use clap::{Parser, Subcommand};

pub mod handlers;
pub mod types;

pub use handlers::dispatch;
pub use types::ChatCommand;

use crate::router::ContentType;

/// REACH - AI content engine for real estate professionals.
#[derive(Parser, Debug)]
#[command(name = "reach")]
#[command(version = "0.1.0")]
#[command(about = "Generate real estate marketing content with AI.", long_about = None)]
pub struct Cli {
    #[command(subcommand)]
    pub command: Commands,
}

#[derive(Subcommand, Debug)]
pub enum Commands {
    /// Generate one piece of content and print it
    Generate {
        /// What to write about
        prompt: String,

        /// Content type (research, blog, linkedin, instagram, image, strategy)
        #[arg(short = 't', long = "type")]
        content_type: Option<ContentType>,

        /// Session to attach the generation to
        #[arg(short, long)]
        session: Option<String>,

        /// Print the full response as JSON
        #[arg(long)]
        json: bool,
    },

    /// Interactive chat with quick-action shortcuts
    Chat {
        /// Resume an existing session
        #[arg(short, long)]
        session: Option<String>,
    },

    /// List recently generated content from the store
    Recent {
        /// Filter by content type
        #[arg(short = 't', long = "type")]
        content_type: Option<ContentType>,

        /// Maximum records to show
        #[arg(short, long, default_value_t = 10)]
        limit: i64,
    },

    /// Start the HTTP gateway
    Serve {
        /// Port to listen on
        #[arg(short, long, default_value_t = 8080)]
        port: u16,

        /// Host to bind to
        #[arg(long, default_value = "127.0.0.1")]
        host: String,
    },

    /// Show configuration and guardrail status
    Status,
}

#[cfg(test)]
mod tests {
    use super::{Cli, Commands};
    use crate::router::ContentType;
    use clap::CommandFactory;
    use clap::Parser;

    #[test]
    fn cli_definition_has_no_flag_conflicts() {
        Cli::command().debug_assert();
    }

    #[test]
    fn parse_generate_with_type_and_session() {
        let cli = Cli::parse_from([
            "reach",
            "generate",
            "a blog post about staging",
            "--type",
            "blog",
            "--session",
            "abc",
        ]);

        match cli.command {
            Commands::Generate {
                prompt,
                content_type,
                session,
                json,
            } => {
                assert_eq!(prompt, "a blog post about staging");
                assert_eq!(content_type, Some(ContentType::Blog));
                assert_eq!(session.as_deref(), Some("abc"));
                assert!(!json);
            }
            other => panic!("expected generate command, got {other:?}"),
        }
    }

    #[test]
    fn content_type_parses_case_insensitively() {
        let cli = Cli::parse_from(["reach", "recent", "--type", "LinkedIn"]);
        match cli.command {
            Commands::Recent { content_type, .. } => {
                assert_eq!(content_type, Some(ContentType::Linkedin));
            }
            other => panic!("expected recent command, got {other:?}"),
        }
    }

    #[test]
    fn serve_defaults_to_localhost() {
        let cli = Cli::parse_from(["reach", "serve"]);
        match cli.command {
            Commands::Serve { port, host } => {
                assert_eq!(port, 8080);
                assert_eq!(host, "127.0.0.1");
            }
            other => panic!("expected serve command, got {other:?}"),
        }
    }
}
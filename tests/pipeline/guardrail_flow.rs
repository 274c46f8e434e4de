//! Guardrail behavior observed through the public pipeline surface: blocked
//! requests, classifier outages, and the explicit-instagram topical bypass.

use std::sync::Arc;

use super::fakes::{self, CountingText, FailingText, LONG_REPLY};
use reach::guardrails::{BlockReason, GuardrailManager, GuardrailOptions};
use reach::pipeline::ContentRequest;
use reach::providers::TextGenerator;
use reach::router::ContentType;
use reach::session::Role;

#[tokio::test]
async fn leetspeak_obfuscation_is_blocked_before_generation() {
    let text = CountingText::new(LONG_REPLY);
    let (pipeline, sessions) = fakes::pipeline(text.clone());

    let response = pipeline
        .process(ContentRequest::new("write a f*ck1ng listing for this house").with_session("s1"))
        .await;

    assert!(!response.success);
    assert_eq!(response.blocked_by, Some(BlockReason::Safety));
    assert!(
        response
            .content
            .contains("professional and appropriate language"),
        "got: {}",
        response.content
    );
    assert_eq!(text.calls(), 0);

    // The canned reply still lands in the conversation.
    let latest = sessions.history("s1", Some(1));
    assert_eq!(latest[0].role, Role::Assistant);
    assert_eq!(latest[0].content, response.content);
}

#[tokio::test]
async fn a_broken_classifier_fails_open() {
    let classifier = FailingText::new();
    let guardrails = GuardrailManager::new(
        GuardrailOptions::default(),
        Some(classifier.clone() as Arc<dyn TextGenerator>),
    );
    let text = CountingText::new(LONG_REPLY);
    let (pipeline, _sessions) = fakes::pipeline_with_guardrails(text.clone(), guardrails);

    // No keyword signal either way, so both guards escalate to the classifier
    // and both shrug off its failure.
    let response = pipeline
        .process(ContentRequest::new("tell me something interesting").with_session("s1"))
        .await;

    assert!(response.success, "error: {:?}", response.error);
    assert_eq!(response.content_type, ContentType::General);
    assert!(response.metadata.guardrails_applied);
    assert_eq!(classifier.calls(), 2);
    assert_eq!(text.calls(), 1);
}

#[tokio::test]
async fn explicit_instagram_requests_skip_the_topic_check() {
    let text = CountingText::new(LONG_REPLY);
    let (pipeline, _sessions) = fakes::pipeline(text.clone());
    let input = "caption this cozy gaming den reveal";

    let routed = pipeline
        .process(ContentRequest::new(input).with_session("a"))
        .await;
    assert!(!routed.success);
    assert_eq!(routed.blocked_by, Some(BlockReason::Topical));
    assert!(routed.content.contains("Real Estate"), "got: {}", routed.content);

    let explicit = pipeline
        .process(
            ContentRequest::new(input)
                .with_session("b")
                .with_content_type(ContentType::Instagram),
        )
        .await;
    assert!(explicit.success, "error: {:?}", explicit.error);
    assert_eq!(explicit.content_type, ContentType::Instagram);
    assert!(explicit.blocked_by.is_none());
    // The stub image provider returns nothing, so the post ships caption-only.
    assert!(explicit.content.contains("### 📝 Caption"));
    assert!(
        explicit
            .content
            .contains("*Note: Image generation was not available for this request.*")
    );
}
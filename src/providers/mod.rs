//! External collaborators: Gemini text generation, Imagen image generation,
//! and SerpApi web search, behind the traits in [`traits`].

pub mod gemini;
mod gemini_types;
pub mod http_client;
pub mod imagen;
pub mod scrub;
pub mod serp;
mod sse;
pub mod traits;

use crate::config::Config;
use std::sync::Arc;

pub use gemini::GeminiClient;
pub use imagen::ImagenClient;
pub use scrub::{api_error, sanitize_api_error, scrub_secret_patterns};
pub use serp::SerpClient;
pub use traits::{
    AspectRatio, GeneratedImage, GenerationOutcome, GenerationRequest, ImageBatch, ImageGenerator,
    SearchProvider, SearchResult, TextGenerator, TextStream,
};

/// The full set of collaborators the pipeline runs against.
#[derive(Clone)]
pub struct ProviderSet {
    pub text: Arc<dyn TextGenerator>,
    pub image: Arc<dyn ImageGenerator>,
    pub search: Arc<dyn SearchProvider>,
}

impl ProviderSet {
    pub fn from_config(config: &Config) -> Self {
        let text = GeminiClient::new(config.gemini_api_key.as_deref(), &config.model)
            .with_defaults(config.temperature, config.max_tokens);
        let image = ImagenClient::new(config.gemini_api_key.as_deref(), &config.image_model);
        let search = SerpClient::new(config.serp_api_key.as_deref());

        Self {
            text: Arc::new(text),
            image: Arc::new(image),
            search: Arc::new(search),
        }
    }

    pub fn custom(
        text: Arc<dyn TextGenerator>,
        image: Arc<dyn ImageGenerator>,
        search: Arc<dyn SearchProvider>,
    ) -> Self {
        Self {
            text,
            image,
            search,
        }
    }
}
──────
What is being asked: Which lines of the entries above contain the word "latest"? Copy each of them.

Answer space:
    let latest = sessions.history("s1", Some(1));
    assert_eq!(latest[0].role, Role::Assistant);
    assert_eq!(latest[0].content, response.content);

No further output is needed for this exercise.